The deceleration was mainly driven by gas prices, which were down 7.8 per cent from last October, Statistics Canada said on Nov. 21. Prices for food also increased at a slower pace, rising 5.4 per cent from a year ago, compared with an increase of 5.8 per cent in September.
The consumer price index (CPI) reading matched Bloomberg analyst estimates.
On a monthly basis, CPI rose 0.1 per cent in October, following a 0.1 per cent decline in September, said Statistics Canada. Seasonally adjusted, CPI fell 0.1 per cent, which BMO chief economist Douglas Porter says is “the first such decline since the opening months of the pandemic in 2020.”

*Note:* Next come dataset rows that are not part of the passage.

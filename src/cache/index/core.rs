//! Directory-hierarchy index over cached paths
//!
//! Maps each indexed directory to the set of its immediate children known
//! to the cache. Directories appear when something below them needs them
//! and disappear, cascading upward, once they have no children left, unless
//! the managed predicate pins them.
//!
//! Reads go straight to the concurrent map. Every multi-step mutation runs
//! under one operation lock so a cascade never observes a half-updated
//! chain of ancestors.

use std::collections::HashSet;
use std::path::{Path, PathBuf};
use std::sync::{Mutex, MutexGuard, PoisonError};

use dashmap::DashMap;

use super::managed::ManagedPredicate;

/// Parent directory of `path`, treating a bare relative name as parentless
#[inline]
fn parent_of(path: &Path) -> Option<&Path> {
    path.parent().filter(|parent| !parent.as_os_str().is_empty())
}

/// Parent to children index supporting folder-scoped bulk operations
pub struct CacheIndex<M> {
    index: DashMap<PathBuf, HashSet<PathBuf>>,
    managed: M,
    op_lock: Mutex<()>,
}

impl<M> std::fmt::Debug for CacheIndex<M> {
    fn fmt(&self, f: &mut std::fmt::Formatter<'_>) -> std::fmt::Result {
        f.debug_struct("CacheIndex")
            .field("nodes", &self.index.len())
            .finish_non_exhaustive()
    }
}

impl<M: ManagedPredicate> CacheIndex<M> {
    pub fn new(managed: M) -> Self {
        Self {
            index: DashMap::new(),
            managed,
            op_lock: Mutex::new(()),
        }
    }

    pub fn managed(&self) -> &M {
        &self.managed
    }

    fn lock_ops(&self) -> MutexGuard<'_, ()> {
        self.op_lock.lock().unwrap_or_else(PoisonError::into_inner)
    }

    /// Immediate children indexed under `key`, empty when none
    pub fn get(&self, key: &Path) -> Vec<PathBuf> {
        self.index
            .get(key)
            .map(|children| children.iter().cloned().collect())
            .unwrap_or_default()
    }

    /// Every indexed child, deduplicated
    pub fn all_values(&self) -> Vec<PathBuf> {
        let mut all = HashSet::new();
        for node in self.index.iter() {
            all.extend(node.value().iter().cloned());
        }
        all.into_iter().collect()
    }

    /// Whether `key` is an index node
    pub fn contains(&self, key: &Path) -> bool {
        self.index.contains_key(key)
    }

    /// Number of index nodes
    pub fn len(&self) -> usize {
        self.index.len()
    }

    pub fn is_empty(&self) -> bool {
        self.index.is_empty()
    }

    /// Register `file` under its parent and link the parent upward
    ///
    /// A path without a parent cannot be indexed and is ignored.
    pub fn add(&self, file: &Path) {
        let Some(parent) = parent_of(file) else {
            log::info!("Not indexing {}: it has no parent directory", file.display());
            return;
        };

        let _guard = self.lock_ops();
        self.index
            .entry(parent.to_path_buf())
            .or_default()
            .insert(file.to_path_buf());
        self.ensure_parents(parent);
    }

    /// Replace the children of `file`
    ///
    /// Former children missing from `files` are dropped only when nothing is
    /// indexed below them; a former child that still has children of its own
    /// stays in the set.
    pub fn add_all<I>(&self, file: &Path, files: I)
    where
        I: IntoIterator<Item = PathBuf>,
    {
        let mut children: HashSet<PathBuf> = files.into_iter().collect();

        let _guard = self.lock_ops();
        let stale: Vec<PathBuf> = self
            .index
            .get(file)
            .map(|previous| previous.difference(&children).cloned().collect())
            .unwrap_or_default();

        for child in stale {
            if self.has_children(&child) {
                log::debug!(
                    "Keeping {} under {}: it still indexes children",
                    child.display(),
                    file.display()
                );
                children.insert(child);
            } else if !self.managed.is_managed(&child) {
                self.index.remove_if(&child, |_, grandchildren| grandchildren.is_empty());
            }
        }

        if children.is_empty() {
            if self.index.contains_key(file) {
                self.index.insert(file.to_path_buf(), children);
            }
            self.clean_up_parents(file);
        } else {
            self.index.insert(file.to_path_buf(), children);
            self.ensure_parents(file);
        }
    }

    /// Stop tracking `file` and prune ancestors it leaves empty
    pub fn remove(&self, file: &Path) {
        let Some(parent) = parent_of(file) else {
            return;
        };

        let _guard = self.lock_ops();
        let emptied = match self.index.get_mut(parent) {
            Some(mut children) => children.remove(file) && children.is_empty(),
            None => return,
        };
        if emptied {
            self.clean_up_parents(parent);
        }
    }

    fn has_children(&self, key: &Path) -> bool {
        self.index
            .get(key)
            .is_some_and(|children| !children.is_empty())
    }

    /// Link `file` into its ancestors, walking upward
    ///
    /// Existing ancestors are extended, including ones that already link
    /// their child; missing ones are created only when managed. The walk
    /// stops at the first unmanaged gap.
    fn ensure_parents(&self, file: &Path) {
        let mut child = file.to_path_buf();
        while let Some(parent) = parent_of(&child).map(Path::to_path_buf) {
            let existing = self
                .index
                .get_mut(&parent)
                .map(|mut children| children.insert(child.clone()))
                .is_some();

            if !existing {
                if !self.managed.is_managed(&parent) {
                    break;
                }
                self.index
                    .entry(parent.clone())
                    .or_default()
                    .insert(child.clone());
            }
            child = parent;
        }
    }

    /// Drop `file` if it has no children, cascading to emptied ancestors
    ///
    /// A managed node is pinned: it keeps its (empty) entry and the walk
    /// does not start. Each emptied, unmanaged ancestor is removed and the
    /// walk moves up; the first ancestor with children left stops it.
    fn clean_up_parents(&self, file: &Path) {
        if self.has_children(file) || self.managed.is_managed(file) {
            return;
        }
        self.index.remove(file);

        let mut child = file.to_path_buf();
        while let Some(parent) = parent_of(&child).map(Path::to_path_buf) {
            let emptied = match self.index.get_mut(&parent) {
                Some(mut children) => {
                    children.remove(&child);
                    children.is_empty()
                }
                None => break,
            };
            if !emptied || self.managed.is_managed(&parent) {
                break;
            }
            self.index.remove(&parent);
            log::trace!("Pruned empty index node {}", parent.display());
            child = parent;
        }
    }
}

“Importantly, most of the major core measures are now within or very close to the Bank of Canada’s comfort zone,” said Porter, adding the report wasn’t all good news as services inflation remains “sticky.”
Services inflation quickened to 4.6 per cent year over year from 3.9 per cent in September as prices rose for travel tours, rent and property taxes and other special charges. Rents rose 8.2 per cent from last year and municipal taxes increased 4.9 per cent, those most since 1992, said TD Economics.
This latest reading places headline CPI within striking distance of the Bank of Canada’s target range of one to three per cent.
Stephen Brown of Capital Economics predicts that inflation will drop below three per cent this month as gasoline prices continue to fall and expects it to hit the Bank’s target of two per cent by the third quarter of 2024.